L’assessore ai lavori pubblici, Moreno Primieri, ha sottolineato come questo sia l’ultimo dei 16 cantieri gestiti dall’Amministrazione a valere sulle risorse del Piano Nazionale di Ripresa e Resilienza. Tutti gli altri interventi sono stati già conclusi e rendicontati, un risultato ottenuto grazie a un lavoro di squadra definito encomiabile tra gli uffici comunali e le ditte coinvolte, tra cui la CNP Costruzioni di Todi e la GMP di Marsciano. La conclusione definitiva dei lavori, comprensiva delle finiture e dei collaudi, è prevista per il prossimo 30 giugno 2026.

Impatto economico e futuro dell’accessibilità cittadina

L’investimento complessivo per la realizzazione del collegamento ammonta a 1.651.296 euro, inclusi gli oneri per la sicurezza. Si tratta di una cifra imponente che riflette la complessità tecnica di un’infrastruttura scavata nella roccia e integrata in un contesto monumentale vincolato. Una volta operativo, il sistema di ascensori trasformerà radicalmente l’approccio al centro storico, incentivando l’utilizzo dei parcheggi esterni e riducendo drasticamente il traffico veicolare all’interno delle mura medievali.

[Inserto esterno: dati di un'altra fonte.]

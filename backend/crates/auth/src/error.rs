//! Auth Error Types
//!
//! Auth-specific error variants that integrate with the unified
//! `kernel::error::AppError` system.

use axum::Json;
use axum::extract::rejection::JsonRejection;
use axum::http::StatusCode;
use axum::response::{IntoResponse, Response};
use kernel::error::conversions::classify_sqlx_error;
use kernel::error::{app_error::AppError, kind::ErrorKind};
use kernel::validation::ValidationErrors;
use platform::password::PasswordHashError;
use thiserror::Error;

/// Auth-specific result type alias
pub type AuthResult<T> = Result<T, AuthError>;

/// Auth-specific error variants
#[derive(Debug, Error)]
pub enum AuthError {
    /// Payload failed schema validation
    #[error("{0}")]
    Validation(ValidationErrors),

    /// Body is not a JSON document
    #[error("Malformed request body: {0}")]
    MalformedBody(#[from] JsonRejection),

    /// Unknown email or wrong password
    #[error("Invalid email or password")]
    InvalidCredentials,

    /// Email already registered
    #[error("Email already in use")]
    EmailTaken,

    /// No session on a route that needs one
    #[error("Unauthorized")]
    Unauthenticated,

    /// Session token forged, unknown or expired
    #[error("Session not found or expired")]
    SessionInvalid,

    /// Argon2 failure
    #[error("Password hashing error: {0}")]
    PasswordHash(#[from] PasswordHashError),

    /// Database error
    #[error("Database error: {0}")]
    Database(#[from] sqlx::Error),

    /// Internal error
    #[error("Internal error: {0}")]
    Internal(String),
}

impl AuthError {
    /// Get the ErrorKind for this error
    pub fn kind(&self) -> ErrorKind {
        match self {
            AuthError::Validation(_) | AuthError::MalformedBody(_) | AuthError::EmailTaken => {
                ErrorKind::BadRequest
            }
            AuthError::InvalidCredentials
            | AuthError::Unauthenticated
            | AuthError::SessionInvalid => ErrorKind::Unauthorized,
            AuthError::Database(e) => classify_sqlx_error(e).0,
            AuthError::PasswordHash(_) | AuthError::Internal(_) => ErrorKind::InternalServerError,
        }
    }

    /// Get the HTTP status code for this error
    pub fn status_code(&self) -> StatusCode {
        StatusCode::from_u16(self.kind().status_code())
            .unwrap_or(StatusCode::INTERNAL_SERVER_ERROR)
    }

    /// Convert to AppError
    pub fn into_app_error(self) -> AppError {
        match self {
            AuthError::Validation(errors) => AppError::validation(errors),
            AuthError::MalformedBody(rejection) => AppError::from(rejection),
            AuthError::Database(e) => AppError::from(e),
            AuthError::PasswordHash(e) => AppError::internal("Password hashing error").with_source(e),
            other => AppError::new(other.kind(), other.to_string()),
        }
    }

    /// Log the error with appropriate level
    fn log(&self) {
        match self {
            AuthError::Database(e) => {
                tracing::error!(error = %e, "Auth database error");
            }
            AuthError::PasswordHash(e) => {
                tracing::error!(error = %e, "Password hashing failed");
            }
            AuthError::Internal(msg) => {
                tracing::error!(message = %msg, "Auth internal error");
            }
            AuthError::InvalidCredentials => {
                tracing::warn!("Invalid login attempt");
            }
            _ => {
                tracing::debug!(error = %self, "Auth error");
            }
        }
    }
}

impl IntoResponse for AuthError {
    fn into_response(self) -> Response {
        self.log();

        // Unauthenticated keeps the plain `{"error": "Unauthorized"}` body
        if matches!(self, AuthError::Unauthenticated) {
            return (
                StatusCode::UNAUTHORIZED,
                Json(serde_json::json!({ "error": "Unauthorized" })),
            )
                .into_response();
        }

        self.into_app_error().into_response()
    }
}

impl From<ValidationErrors> for AuthError {
    fn from(errors: ValidationErrors) -> Self {
        AuthError::Validation(errors)
    }
}

#[cfg(test)]
mod tests {
    use super::*;

    #[test]
    fn test_kinds() {
        assert_eq!(AuthError::InvalidCredentials.kind(), ErrorKind::Unauthorized);
        assert_eq!(AuthError::EmailTaken.kind(), ErrorKind::BadRequest);
        assert_eq!(AuthError::Unauthenticated.status_code(), StatusCode::UNAUTHORIZED);
        assert_eq!(
            AuthError::Internal("boom".into()).status_code(),
            StatusCode::INTERNAL_SERVER_ERROR
        );
    }

    #[test]
    fn test_validation_keeps_field_errors() {
        let err = AuthError::from(ValidationErrors::single("email", "Invalid email format"));
        let app = err.into_app_error();
        assert_eq!(app.status_code(), 400);
        assert!(app.errors().is_some_and(|e| e.has_field("email")));
    }

    #[test]
    fn test_credentials_message() {
        let app = AuthError::InvalidCredentials.into_app_error();
        assert_eq!(app.message(), "Invalid email or password");
        assert_eq!(app.status_code(), 401);
    }

    #[tokio::test]
    async fn test_database_error_response() {
        let err = AuthError::Database(sqlx::Error::PoolTimedOut);
        assert_eq!(err.kind(), ErrorKind::ServiceUnavailable);

        let response = err.into_response();
        assert_eq!(response.status(), StatusCode::SERVICE_UNAVAILABLE);
        let bytes = axum::body::to_bytes(response.into_body(), usize::MAX)
            .await
            .unwrap();
        let body: serde_json::Value = serde_json::from_slice(&bytes).unwrap();
        assert_eq!(body["status"], 503);
        assert_eq!(body["detail"], "Internal server error");
    }
}
//! Entity Module

pub mod auth_session;
pub mod user;
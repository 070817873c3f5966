//! Presentation Layer

pub mod dto;
pub mod handlers;
pub mod router;

pub use handlers::BlogAppState;
pub use router::{blog_router, blog_router_generic};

L’integrazione tra la vecchia e la nuova meccanizzazione creerà un flusso continuo e agevole, abbattendo le barriere architettoniche che storicamente limitavano l’accesso alla parte alta di Todi. La mobilità sostenibile diventa così il motore della valorizzazione turistica, offrendo un’esperienza di risalita che è essa stessa un viaggio nel tempo tra reperti romani e vedute mozzafiato. La città si prepara dunque a inaugurare entro l’estate un’opera che promette di cambiare le abitudini di spostamento di migliaia di persone, consolidando il prestigio di Todi come modello di rigenerazione urbana in Umbria.